For a few years we’ve always talked about how the Max had more to give, but the restrictions built in by rotax and their rules made those extra horses illegal….ya know, “run a 28mm slide Mikuni and Nox Box”, or a “30mm VHSH shifter carb with an open filter”, or “run the dd2 cylinder with the dd2 pipe and this size jet and MAN!”, or “…I know a guy that can reprogram the coil with a different ignition curve..”, or “ya know, if you raised the compression, lowered the ports and ran the dd2 coil, you can easy get 31-32 horsepower out of that engine…..” whatever, we’ve all heard it.
We’ve all heard the talk, but it’s always been illegal and expensive due to the cost of Max parts…well now that there’s a new engine that has new internals along iwth new everything else, the parts for the old Max are going to be worthless if they arent already…I have several Max motors…I have dyno tuned, built max that I paid a bunch for this time last year, I cant get $1500 for it now as a complete package….another guy haggled with me over an micromax package for $700 that had the new style clutch and cylinder and a passport…check out ebay, its loaded with rotax parts…sure MaxSpeed says “run your old engine, it’ll still be legal”, but we all know that wont last. Their goal is to move units, and ultimately they want all of us to go out and buy a new Evo.

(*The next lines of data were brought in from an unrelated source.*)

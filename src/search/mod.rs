//! [Iterative deepening] search: repeatedly searches to increasing depth,
//! using [`alphabeta`] with [`ordering`]'s move ordering at each depth.
//!
//! [Iterative deepening]: https://www.chessprogramming.org/Iterative_Deepening

mod alphabeta;
mod ordering;

use crate::chess::core::Move;
use crate::chess::position::Position;

/// Search depth in plies.
pub type Depth = u8;

/// Searches `position` with iterative deepening up to `max_depth` plies and
/// returns the best move found, or `None` if the position has no legal
/// moves.
///
/// Deeper iterations only replace the incumbent best move on a strict
/// score improvement: the result is always the best move found by the
/// *last completed* iteration, not an artifact of whichever move happened
/// to be searched first at some depth.
#[must_use]
pub fn best_move(position: &mut Position, max_depth: Depth) -> Option<Move> {
    let white = position.side_to_move() == crate::chess::core::Player::White;
    let mut best: Option<(Move, i32)> = None;

    for depth in 1..=max_depth {
        let mut moves = position.legal_moves();
        if moves.is_empty() {
            break;
        }
        ordering::sort(position, &mut moves);

        for mv in moves {
            position.make_move(mv);
            let score = alphabeta::search(position, depth.saturating_sub(1), -1_000_000, 1_000_000);
            position.undo_move();

            best = match best {
                None => Some((mv, score)),
                Some((_, best_score)) => {
                    let improved = if white {
                        score > best_score
                    } else {
                        score < best_score
                    };
                    if improved {
                        Some((mv, score))
                    } else {
                        best
                    }
                },
            };
        }
    }

    best.map(|(mv, _)| mv)
}

#[cfg(test)]
mod tests {
    use pretty_assertions::assert_eq;

    use super::best_move;
    use crate::chess::position::Position;

    #[test]
    fn returns_a_legal_move() {
        let mut position = Position::starting();
        let legal = position.legal_moves();
        let mv = best_move(&mut position, 2).unwrap();
        assert!(legal.contains(&mv));
    }

    #[test]
    fn finds_back_rank_mate() {
        let mut position = Position::from_fen("6k1/5ppp/8/8/8/8/8/R5K1 w - - 0 1").unwrap();
        let mv = best_move(&mut position, 2).unwrap();
        assert_eq!(mv.to_string(), "a1a8");
    }

    #[test]
    fn no_legal_moves_returns_none() {
        let mut position = Position::from_fen("7k/5Q2/6K1/8/8/8/8/8 b - - 0 1").unwrap();
        assert!(best_move(&mut position, 3).is_none());
    }
}
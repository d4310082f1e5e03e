//! [`Position`]: the mutable board state move generation, search and
//! evaluation all operate on.

use std::fmt;

use anyhow::Context;

use crate::chess::core::{
    CastlingRights, File, Move, MoveList, Piece, PieceKind, Player, Rank, Square,
};

const KNIGHT_OFFSETS: [i16; 8] = [-33, -31, -18, -14, 14, 18, 31, 33];
const BISHOP_OFFSETS: [i16; 4] = [-17, -15, 15, 17];
const ROOK_OFFSETS: [i16; 4] = [-16, -1, 1, 16];
const KING_OFFSETS: [i16; 8] = [-17, -16, -15, -1, 1, 15, 16, 17];

/// 0x88 indices of the starting king/rook squares, used to recognize
/// castling and to revoke castling rights when those squares change hands.
const WHITE_KING_START: u8 = 4;
const WHITE_KINGSIDE_ROOK: u8 = 7;
const WHITE_QUEENSIDE_ROOK: u8 = 0;
const BLACK_KING_START: u8 = 116;
const BLACK_KINGSIDE_ROOK: u8 = 119;
const BLACK_QUEENSIDE_ROOK: u8 = 112;

/// Everything [`Position::undo_move`] needs to invert a [`Move`] exactly:
/// the piece it captured (if any), and the position's prior castling
/// rights, en-passant target, halfmove clock and fullmove number. Storing
/// this alongside the move (rather than reconstructing it from the move
/// alone, as a minimal implementation might) is what makes undo exact
/// rather than approximate.
#[derive(Copy, Clone, Debug)]
struct Undo {
    mv: Move,
    captured: Piece,
    castling_rights: CastlingRights,
    en_passant: Option<Square>,
    halfmove_clock: u16,
    fullmove_number: u32,
}

/// A chess position: piece placement, side to move, castling rights,
/// en-passant target, and the move counters a FEN string carries.
///
/// Squares are addressed with the [0x88 scheme]: `board` has 128 slots and
/// every odd-numbered rank of 8 is padding that move generation skips via
/// [`Square::offset`]'s bounds check.
///
/// [0x88 scheme]: https://www.chessprogramming.org/0x88
pub struct Position {
    board: [Piece; 128],
    side_to_move: Player,
    castling_rights: CastlingRights,
    en_passant: Option<Square>,
    halfmove_clock: u16,
    fullmove_number: u32,
    history: Vec<Undo>,
}

impl Clone for Position {
    fn clone(&self) -> Self {
        Self {
            board: self.board,
            side_to_move: self.side_to_move,
            castling_rights: self.castling_rights,
            en_passant: self.en_passant,
            halfmove_clock: self.halfmove_clock,
            fullmove_number: self.fullmove_number,
            history: self.history.clone(),
        }
    }
}
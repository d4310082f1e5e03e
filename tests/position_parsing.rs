//! FEN round-trip: `parse(serialize(position)) == position` on all four
//! required fields, across a handful of representative positions.

use pretty_assertions::assert_eq;
use tabiya::chess::position::Position;

fn roundtrips(fen: &str) {
    let position = Position::from_fen(fen).expect("fixture FEN is well-formed");
    let serialized = position.to_string();
    let reparsed = Position::from_fen(&serialized).expect("serialized FEN reparses");
    assert_eq!(reparsed.to_string(), serialized);
}

#[test]
fn starting_position() {
    roundtrips("rnbqkbnr/pppppppp/8/8/8/8/PPPPPPPP/RNBQKBNR w KQkq - 0 1");
}

#[test]
fn midgame_position_with_en_passant() {
    roundtrips("rnbqkbnr/ppp1pppp/8/3pP3/8/8/PPPP1PPP/RNBQKBNR w KQkq d6 0 3");
}

#[test]
fn position_with_partial_castling_rights() {
    roundtrips("r3k2r/8/8/8/8/8/8/R3K2R w Kq - 0 1");
}

#[test]
fn position_with_no_castling_rights() {
    roundtrips("8/8/8/8/8/8/8/4K2k w - - 0 1");
}

#[test]
fn trailing_halfmove_and_fullmove_fields_are_normalized() {
    let position = Position::from_fen("8/8/8/8/8/8/8/4K2k w - - 17 42").unwrap();
    assert_eq!(position.to_string(), "8/8/8/8/8/8/8/4K2k w - - 0 1");
}

#[test]
fn malformed_fen_is_rejected() {
    assert!(Position::from_fen("not a fen").is_err());
    assert!(Position::from_fen("rnbqkbnr/pppppppp/8/8/8/8/PPPPPPPP/RNBQKBNR").is_err());
    assert!(Position::from_fen("9/8/8/8/8/8/8/8 w - -").is_err());
}
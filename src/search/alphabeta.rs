//! [Alpha-beta pruning] over the explicit White-maximizes/Black-minimizes
//! form (rather than negamax): the sign convention matches
//! [`crate::evaluation`]'s White-positive scores directly, so no score
//! negation happens at the leaves or on the way back up.
//!
//! [Alpha-beta pruning]: https://en.wikipedia.org/wiki/Alpha%E2%80%93beta_pruning

use crate::chess::core::Player;
use crate::chess::position::Position;
use crate::evaluation;
use crate::search::ordering;

/// Score assigned to a checkmated side, offset from true infinity so that
/// shallower mates still compare as "more winning" than deeper ones if ever
/// compared directly.
pub(crate) const CHECKMATE: i32 = 100_000;
const INFINITY: i32 = 1_000_000;

/// Searches `depth` plies deep from `position`, returning the
/// White-positive score of optimal play by both sides.
pub(crate) fn search(position: &mut Position, depth: u8, mut alpha: i32, mut beta: i32) -> i32 {
    if depth == 0 {
        return evaluation::evaluate(position);
    }

    let mut moves = position.legal_moves();
    if moves.is_empty() {
        return if position.in_check() {
            if position.side_to_move() == Player::White {
                -CHECKMATE
            } else {
                CHECKMATE
            }
        } else {
            0
        };
    }
    ordering::sort(position, &mut moves);

    if position.side_to_move() == Player::White {
        let mut value = -INFINITY;
        for mv in moves {
            position.make_move(mv);
            let score = search(position, depth - 1, alpha, beta);
            position.undo_move();
            value = value.max(score);
            alpha = alpha.max(value);
            if alpha >= beta {
                break;
            }
        }
        value
    } else {
        let mut value = INFINITY;
        for mv in moves {
            position.make_move(mv);
            let score = search(position, depth - 1, alpha, beta);
            position.undo_move();
            value = value.min(score);
            beta = beta.min(value);
            if alpha >= beta {
                break;
            }
        }
        value
    }
}

#[cfg(test)]
mod tests {
    use pretty_assertions::assert_eq;

    use super::{search, CHECKMATE, INFINITY};
    use crate::chess::position::Position;

    #[test]
    fn finds_mate_in_one_for_white() {
        // Ra1-a8 is a back-rank checkmate: the Black king is boxed in by
        // its own pawns.
        let mut position = Position::from_fen("6k1/5ppp/8/8/8/8/8/R5K1 w - - 0 1").unwrap();
        let score = search(&mut position, 2, -INFINITY, INFINITY);
        assert_eq!(score, CHECKMATE);
    }

    #[test]
    fn recognizes_stalemate_as_a_draw() {
        let mut position = Position::from_fen("7k/5Q2/6K1/8/8/8/8/8 b - - 0 1").unwrap();
        let score = search(&mut position, 1, -INFINITY, INFINITY);
        assert_eq!(score, 0);
    }
}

So, once again, people who want to participate will not be allowed to because they cant or wont buy the new “correct” engine. My thought was to say ok fine, if you want to race your new evo there’s places to do that….if you have an old max and now with parts being cheap, why not try that 30mm carb with the other filter, or whatever. The idea was to have a place for people who cant go and run RMAX races anymore, that’s it, not start a new money pit class.